RECORDS PROVIDED:
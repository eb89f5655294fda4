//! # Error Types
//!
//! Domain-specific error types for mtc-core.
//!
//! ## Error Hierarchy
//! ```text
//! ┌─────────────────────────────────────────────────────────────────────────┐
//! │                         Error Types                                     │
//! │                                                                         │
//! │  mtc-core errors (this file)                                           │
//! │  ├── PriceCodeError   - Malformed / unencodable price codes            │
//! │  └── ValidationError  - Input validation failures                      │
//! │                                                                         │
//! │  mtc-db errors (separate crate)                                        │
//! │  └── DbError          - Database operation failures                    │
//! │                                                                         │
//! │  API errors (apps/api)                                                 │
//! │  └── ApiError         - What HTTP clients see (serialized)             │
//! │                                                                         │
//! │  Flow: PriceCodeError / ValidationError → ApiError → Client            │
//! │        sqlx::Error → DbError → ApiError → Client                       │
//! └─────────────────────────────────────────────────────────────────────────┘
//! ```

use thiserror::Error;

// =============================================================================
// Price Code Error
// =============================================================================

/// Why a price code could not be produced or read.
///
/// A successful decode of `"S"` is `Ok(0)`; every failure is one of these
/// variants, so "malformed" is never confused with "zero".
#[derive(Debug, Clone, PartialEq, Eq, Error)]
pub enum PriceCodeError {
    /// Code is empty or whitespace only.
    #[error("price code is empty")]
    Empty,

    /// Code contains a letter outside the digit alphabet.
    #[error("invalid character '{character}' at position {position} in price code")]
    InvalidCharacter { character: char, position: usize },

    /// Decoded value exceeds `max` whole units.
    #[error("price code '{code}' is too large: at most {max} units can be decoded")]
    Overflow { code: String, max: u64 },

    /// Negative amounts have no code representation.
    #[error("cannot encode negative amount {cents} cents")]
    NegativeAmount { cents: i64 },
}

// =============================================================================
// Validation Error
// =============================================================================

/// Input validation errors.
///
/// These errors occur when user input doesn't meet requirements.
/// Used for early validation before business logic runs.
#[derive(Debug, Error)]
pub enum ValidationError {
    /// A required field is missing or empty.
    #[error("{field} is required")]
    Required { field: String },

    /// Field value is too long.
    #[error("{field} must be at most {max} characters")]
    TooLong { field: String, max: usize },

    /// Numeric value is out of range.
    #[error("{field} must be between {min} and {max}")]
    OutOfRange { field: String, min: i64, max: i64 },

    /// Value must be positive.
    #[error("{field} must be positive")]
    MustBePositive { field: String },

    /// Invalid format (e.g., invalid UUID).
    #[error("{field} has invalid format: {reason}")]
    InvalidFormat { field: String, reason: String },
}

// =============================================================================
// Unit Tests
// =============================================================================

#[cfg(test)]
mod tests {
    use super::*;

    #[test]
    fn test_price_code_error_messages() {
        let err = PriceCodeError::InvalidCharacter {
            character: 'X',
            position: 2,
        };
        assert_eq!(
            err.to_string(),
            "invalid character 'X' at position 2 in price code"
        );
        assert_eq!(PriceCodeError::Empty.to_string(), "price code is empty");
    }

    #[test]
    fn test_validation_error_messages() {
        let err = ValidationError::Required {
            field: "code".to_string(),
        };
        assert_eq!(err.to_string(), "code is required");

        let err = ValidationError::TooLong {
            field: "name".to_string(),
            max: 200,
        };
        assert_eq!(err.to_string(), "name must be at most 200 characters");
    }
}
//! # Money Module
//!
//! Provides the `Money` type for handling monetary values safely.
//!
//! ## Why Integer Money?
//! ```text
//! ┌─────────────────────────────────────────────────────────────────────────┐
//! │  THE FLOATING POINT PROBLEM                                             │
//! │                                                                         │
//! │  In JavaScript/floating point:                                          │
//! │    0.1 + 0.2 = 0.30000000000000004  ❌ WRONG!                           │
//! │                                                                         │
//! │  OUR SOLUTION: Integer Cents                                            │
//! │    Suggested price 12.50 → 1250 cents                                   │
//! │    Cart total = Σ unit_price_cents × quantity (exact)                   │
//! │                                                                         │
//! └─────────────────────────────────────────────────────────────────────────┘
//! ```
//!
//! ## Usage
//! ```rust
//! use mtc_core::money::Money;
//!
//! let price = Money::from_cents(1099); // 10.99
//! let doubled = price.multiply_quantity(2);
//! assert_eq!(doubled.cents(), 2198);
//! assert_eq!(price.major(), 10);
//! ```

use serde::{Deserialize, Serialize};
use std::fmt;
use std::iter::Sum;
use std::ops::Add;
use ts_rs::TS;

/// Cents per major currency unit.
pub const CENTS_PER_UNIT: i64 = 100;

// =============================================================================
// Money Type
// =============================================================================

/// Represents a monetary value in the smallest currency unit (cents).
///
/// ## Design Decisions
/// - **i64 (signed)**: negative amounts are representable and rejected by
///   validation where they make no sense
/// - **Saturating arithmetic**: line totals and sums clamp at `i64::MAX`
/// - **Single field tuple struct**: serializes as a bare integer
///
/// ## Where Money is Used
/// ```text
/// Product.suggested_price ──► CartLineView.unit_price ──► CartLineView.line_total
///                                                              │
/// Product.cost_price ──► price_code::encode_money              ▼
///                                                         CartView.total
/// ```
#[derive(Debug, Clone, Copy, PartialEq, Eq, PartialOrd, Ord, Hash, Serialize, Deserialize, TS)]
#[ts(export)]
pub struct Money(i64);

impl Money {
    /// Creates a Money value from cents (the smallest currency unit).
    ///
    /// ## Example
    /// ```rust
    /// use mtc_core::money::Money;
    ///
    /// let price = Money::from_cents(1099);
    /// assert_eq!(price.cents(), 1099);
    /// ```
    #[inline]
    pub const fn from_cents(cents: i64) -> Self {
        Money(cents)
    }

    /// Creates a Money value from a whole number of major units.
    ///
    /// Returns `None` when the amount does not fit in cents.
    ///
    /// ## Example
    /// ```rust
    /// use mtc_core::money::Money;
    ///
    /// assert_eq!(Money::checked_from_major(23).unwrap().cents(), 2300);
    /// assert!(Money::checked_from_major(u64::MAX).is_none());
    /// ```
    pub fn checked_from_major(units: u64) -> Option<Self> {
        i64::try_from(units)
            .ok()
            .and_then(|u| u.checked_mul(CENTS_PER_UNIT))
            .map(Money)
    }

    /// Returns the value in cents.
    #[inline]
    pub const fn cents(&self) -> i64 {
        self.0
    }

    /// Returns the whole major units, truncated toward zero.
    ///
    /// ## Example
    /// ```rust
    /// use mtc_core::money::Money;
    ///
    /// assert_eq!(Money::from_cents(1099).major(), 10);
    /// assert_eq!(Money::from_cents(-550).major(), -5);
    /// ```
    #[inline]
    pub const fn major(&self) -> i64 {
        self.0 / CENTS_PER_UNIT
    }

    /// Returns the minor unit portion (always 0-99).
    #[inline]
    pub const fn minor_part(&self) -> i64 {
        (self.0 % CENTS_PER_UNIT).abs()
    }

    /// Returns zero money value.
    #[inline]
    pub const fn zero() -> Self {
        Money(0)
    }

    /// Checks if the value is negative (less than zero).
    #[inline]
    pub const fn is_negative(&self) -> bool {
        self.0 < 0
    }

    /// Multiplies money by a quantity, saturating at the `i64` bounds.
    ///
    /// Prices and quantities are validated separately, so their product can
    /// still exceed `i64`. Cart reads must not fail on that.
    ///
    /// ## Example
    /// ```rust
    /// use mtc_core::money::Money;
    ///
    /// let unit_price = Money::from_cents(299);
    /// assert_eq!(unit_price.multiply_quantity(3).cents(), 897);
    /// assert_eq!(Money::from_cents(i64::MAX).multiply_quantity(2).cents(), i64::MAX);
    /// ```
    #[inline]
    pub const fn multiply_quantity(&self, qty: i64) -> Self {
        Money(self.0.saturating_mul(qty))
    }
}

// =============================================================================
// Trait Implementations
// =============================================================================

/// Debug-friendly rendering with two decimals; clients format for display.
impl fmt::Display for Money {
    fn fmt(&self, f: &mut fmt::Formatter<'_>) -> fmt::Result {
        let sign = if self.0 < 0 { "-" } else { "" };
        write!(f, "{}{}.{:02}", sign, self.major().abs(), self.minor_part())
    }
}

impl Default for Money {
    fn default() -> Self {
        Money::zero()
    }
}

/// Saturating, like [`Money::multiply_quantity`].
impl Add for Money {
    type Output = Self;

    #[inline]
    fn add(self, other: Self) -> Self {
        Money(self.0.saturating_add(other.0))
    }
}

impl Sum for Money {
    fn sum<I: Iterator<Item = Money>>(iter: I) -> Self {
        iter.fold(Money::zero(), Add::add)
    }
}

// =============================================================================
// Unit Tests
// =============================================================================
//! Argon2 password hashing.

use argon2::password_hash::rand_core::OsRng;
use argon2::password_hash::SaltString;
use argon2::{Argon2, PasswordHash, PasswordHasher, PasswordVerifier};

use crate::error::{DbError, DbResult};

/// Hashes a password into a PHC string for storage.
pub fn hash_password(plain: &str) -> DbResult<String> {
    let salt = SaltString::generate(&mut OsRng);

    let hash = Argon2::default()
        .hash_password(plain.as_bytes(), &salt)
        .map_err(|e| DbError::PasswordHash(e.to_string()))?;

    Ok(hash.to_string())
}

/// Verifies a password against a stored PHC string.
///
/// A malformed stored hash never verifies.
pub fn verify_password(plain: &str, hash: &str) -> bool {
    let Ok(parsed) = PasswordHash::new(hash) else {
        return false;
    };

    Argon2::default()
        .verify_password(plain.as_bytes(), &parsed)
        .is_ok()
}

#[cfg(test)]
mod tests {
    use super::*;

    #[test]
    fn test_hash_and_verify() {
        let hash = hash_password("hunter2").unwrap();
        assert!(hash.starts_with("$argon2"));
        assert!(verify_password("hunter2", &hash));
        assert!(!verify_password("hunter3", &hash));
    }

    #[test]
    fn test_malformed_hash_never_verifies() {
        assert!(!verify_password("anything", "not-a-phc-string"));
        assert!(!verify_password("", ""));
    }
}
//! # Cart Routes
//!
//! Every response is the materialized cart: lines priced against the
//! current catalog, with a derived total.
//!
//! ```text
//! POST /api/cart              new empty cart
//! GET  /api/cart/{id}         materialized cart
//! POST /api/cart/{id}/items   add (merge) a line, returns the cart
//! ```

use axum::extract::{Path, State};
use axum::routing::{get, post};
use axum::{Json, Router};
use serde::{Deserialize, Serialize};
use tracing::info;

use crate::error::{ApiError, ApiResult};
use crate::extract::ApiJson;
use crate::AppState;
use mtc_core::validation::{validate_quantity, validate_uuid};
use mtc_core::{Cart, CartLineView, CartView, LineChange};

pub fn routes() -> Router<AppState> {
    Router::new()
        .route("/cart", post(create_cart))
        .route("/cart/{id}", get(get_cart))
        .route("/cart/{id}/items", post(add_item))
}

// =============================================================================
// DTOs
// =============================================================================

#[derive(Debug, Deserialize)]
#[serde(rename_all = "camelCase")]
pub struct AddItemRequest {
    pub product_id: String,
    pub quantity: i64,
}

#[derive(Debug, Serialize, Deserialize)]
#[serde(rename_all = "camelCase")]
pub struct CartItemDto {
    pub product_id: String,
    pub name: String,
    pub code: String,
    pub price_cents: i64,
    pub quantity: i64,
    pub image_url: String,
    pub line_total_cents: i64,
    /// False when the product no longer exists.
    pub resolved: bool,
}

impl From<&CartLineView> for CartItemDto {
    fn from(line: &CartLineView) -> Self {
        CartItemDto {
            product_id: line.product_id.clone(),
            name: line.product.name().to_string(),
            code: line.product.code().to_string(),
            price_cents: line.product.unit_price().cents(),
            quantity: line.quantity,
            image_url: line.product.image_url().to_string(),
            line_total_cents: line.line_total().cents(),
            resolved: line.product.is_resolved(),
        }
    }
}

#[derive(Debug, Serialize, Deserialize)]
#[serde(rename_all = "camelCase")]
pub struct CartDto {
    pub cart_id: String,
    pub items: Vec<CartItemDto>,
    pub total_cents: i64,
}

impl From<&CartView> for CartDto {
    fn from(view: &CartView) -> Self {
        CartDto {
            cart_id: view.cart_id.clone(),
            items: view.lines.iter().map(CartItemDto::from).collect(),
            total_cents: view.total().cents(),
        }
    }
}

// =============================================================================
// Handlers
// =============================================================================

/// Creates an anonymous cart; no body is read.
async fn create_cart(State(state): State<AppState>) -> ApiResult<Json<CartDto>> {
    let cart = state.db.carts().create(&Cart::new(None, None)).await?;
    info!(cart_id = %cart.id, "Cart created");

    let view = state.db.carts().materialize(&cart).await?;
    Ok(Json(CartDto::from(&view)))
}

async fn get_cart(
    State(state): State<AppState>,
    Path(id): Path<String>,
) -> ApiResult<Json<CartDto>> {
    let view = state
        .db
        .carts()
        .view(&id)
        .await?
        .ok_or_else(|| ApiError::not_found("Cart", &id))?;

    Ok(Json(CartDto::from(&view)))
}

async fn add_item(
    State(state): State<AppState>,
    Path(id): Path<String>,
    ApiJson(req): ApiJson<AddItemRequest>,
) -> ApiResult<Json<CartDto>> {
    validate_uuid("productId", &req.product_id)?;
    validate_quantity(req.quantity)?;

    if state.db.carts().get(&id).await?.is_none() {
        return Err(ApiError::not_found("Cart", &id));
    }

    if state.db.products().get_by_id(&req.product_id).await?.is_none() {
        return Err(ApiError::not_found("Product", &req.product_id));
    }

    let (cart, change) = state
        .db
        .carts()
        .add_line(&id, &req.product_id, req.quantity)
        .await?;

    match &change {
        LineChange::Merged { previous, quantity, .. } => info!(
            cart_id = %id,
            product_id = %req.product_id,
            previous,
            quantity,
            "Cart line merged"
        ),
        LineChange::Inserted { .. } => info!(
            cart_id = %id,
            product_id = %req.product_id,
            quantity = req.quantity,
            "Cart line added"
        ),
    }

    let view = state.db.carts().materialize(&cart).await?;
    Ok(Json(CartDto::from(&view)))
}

DESCRIPTION OF THE TASK: The answer should be a single number: how many lines in the records contain "against".

TASK RESPONSE: 2